** Data extracts follows **
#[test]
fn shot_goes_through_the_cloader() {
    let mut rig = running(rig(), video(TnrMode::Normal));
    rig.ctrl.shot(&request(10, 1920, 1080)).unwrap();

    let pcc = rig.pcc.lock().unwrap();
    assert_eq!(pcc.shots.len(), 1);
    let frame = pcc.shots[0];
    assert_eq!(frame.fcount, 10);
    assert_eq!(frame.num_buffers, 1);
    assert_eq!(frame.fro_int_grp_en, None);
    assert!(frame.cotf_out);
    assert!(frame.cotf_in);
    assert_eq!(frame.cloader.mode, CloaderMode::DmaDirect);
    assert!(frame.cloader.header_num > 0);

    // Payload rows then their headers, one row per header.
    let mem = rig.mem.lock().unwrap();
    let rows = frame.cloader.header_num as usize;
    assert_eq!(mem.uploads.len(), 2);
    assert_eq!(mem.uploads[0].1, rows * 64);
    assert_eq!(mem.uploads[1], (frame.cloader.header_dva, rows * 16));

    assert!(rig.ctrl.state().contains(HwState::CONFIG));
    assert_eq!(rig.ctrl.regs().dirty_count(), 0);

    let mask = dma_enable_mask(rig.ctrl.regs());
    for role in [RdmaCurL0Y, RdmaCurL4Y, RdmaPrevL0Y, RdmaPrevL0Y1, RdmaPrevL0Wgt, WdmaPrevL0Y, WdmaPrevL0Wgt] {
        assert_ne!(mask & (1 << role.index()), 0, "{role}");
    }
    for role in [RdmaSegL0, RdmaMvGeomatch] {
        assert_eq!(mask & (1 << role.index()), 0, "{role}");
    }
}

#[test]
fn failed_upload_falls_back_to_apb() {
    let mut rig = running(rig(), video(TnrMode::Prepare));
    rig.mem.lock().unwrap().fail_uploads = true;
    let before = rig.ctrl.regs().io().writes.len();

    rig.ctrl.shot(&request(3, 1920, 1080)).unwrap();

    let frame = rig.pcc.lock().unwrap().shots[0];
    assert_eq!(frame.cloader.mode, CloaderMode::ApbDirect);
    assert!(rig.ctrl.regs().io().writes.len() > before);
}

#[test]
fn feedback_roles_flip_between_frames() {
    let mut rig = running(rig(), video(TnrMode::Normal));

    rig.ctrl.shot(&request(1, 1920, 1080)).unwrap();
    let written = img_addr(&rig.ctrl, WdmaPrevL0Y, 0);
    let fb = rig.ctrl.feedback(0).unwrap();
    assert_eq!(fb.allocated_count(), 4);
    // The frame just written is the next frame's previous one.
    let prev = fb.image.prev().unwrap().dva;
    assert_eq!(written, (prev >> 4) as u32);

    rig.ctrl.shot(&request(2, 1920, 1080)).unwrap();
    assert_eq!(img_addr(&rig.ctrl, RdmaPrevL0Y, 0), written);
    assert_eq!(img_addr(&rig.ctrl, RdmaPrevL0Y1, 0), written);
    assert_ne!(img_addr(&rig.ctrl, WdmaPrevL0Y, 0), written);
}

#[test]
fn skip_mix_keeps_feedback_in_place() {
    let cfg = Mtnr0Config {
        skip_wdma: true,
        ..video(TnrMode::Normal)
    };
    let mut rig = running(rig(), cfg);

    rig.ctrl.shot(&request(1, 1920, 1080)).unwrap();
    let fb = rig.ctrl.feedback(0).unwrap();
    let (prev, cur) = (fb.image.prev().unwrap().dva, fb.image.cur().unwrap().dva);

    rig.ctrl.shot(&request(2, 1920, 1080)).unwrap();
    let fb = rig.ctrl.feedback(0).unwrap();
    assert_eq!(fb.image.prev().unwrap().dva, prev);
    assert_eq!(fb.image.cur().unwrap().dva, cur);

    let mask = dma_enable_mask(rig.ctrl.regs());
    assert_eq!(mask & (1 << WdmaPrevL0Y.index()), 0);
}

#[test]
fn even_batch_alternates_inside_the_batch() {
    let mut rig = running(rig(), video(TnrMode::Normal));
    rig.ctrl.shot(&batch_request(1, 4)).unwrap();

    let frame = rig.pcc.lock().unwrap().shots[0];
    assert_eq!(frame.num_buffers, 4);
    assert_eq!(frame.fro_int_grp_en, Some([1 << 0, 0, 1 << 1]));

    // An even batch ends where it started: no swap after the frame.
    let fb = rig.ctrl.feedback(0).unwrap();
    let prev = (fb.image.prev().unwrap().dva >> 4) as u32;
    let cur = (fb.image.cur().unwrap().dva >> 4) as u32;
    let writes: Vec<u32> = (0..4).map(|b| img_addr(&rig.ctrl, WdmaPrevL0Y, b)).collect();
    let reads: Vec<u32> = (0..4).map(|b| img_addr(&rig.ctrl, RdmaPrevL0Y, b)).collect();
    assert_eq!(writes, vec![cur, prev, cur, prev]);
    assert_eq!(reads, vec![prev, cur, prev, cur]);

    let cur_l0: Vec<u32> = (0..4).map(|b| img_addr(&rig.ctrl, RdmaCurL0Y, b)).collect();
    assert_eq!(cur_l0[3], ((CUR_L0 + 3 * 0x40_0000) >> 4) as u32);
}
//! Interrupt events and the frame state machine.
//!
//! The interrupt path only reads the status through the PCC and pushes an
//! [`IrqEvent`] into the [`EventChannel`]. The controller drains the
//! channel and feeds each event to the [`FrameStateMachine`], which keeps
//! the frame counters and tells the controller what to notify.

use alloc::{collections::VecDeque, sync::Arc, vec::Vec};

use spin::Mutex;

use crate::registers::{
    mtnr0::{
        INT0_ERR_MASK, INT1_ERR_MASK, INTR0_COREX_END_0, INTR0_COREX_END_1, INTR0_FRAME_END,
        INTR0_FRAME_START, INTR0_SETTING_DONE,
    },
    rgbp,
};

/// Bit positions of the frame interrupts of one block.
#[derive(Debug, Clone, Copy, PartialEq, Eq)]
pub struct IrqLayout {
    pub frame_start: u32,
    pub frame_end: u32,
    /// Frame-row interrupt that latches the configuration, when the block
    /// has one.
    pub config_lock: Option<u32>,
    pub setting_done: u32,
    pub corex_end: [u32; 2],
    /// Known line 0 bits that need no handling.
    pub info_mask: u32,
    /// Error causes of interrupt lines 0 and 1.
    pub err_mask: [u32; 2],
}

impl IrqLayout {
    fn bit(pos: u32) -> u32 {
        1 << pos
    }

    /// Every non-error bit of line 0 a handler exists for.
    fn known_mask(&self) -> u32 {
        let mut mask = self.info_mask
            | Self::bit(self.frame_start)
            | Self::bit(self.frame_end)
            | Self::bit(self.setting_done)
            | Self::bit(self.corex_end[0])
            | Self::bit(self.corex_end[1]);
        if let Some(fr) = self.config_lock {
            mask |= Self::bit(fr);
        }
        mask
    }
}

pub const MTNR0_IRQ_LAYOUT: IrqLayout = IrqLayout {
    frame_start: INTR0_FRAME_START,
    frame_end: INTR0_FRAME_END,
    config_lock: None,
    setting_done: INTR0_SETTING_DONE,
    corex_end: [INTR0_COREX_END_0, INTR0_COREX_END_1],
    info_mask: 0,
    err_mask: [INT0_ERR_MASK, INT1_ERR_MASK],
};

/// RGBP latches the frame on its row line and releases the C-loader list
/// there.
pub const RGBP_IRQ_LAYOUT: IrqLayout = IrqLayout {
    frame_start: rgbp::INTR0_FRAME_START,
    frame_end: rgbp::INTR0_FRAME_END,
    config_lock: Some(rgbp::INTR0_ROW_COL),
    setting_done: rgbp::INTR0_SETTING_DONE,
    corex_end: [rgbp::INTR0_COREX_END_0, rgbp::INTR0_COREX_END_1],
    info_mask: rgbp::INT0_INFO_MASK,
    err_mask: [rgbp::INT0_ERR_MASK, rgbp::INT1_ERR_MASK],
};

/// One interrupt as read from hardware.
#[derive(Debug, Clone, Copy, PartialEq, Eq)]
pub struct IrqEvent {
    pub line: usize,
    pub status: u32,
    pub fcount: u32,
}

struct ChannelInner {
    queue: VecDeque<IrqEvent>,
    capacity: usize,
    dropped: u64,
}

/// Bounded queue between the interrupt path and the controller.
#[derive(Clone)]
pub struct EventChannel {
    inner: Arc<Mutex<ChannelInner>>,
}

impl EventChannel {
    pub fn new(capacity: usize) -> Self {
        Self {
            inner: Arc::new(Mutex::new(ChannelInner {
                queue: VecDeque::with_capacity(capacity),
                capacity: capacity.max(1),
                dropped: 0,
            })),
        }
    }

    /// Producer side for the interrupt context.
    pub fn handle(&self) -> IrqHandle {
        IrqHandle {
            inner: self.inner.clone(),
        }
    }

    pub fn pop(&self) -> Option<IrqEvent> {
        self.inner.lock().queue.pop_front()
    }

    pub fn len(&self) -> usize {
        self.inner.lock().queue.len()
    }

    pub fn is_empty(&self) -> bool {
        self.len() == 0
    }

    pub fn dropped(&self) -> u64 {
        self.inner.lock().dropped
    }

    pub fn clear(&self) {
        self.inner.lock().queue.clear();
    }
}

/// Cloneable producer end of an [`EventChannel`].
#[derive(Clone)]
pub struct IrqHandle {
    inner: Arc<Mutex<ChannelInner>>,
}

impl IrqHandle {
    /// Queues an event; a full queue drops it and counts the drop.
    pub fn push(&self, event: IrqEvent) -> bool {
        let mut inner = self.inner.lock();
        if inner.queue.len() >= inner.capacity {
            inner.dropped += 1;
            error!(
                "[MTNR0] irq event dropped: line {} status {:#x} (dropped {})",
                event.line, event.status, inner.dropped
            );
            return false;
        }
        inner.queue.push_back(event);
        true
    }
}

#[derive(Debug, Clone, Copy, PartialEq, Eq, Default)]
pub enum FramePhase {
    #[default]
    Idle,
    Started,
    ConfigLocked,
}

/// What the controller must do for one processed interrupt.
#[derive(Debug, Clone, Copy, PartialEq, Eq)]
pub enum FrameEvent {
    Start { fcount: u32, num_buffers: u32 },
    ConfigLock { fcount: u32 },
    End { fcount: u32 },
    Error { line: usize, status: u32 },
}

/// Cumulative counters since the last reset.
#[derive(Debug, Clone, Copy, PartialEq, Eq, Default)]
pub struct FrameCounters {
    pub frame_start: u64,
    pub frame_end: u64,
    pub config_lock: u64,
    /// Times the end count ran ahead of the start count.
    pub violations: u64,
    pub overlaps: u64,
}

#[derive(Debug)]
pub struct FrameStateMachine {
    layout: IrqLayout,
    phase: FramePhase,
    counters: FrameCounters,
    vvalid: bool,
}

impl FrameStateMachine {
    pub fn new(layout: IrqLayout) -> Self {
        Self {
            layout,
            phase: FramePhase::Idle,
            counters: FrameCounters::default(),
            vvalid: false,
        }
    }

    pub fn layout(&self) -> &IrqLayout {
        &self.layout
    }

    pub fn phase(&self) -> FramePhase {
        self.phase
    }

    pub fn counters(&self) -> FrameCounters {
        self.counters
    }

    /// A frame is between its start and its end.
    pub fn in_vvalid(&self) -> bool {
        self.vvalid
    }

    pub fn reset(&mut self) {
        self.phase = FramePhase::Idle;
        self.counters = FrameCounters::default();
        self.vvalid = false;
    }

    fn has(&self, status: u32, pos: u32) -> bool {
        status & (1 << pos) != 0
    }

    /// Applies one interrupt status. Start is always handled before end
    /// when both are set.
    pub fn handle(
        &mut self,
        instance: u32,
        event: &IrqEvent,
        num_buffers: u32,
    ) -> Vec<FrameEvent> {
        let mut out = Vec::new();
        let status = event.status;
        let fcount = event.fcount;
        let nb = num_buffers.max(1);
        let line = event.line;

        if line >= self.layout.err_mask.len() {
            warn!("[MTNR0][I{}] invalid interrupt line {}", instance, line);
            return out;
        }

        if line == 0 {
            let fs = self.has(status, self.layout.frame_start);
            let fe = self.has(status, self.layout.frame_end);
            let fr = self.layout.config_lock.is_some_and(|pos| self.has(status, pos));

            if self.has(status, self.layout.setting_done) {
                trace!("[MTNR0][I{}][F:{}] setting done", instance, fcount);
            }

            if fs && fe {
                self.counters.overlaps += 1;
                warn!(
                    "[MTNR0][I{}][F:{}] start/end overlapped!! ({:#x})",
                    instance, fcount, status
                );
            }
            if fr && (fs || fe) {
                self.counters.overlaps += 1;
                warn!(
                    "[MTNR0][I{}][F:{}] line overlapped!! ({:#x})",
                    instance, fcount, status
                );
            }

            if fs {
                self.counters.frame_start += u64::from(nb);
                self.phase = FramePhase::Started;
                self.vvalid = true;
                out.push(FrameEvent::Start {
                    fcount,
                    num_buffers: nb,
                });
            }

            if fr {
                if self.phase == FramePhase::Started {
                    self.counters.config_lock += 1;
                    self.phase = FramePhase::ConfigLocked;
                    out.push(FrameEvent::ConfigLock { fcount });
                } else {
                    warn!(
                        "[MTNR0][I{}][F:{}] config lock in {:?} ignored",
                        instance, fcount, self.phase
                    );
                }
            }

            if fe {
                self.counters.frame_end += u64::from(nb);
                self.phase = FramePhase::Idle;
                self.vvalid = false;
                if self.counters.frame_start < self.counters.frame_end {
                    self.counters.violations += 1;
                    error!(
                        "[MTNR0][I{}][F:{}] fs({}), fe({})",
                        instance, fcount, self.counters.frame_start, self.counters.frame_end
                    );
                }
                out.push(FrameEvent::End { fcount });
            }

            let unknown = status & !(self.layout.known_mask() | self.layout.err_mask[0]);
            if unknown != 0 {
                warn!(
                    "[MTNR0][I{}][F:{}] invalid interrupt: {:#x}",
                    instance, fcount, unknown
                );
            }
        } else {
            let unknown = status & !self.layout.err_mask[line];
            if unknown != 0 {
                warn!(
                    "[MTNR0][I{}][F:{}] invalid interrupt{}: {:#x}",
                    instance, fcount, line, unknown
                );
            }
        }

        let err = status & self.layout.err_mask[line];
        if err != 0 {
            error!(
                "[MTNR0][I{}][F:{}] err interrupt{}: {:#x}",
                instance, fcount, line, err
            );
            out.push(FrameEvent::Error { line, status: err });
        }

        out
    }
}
** End of Data extracts **
### [Task description]
The word "that" appears on some lines of the data above; count those lines and give only the total.

### [Task answer]
2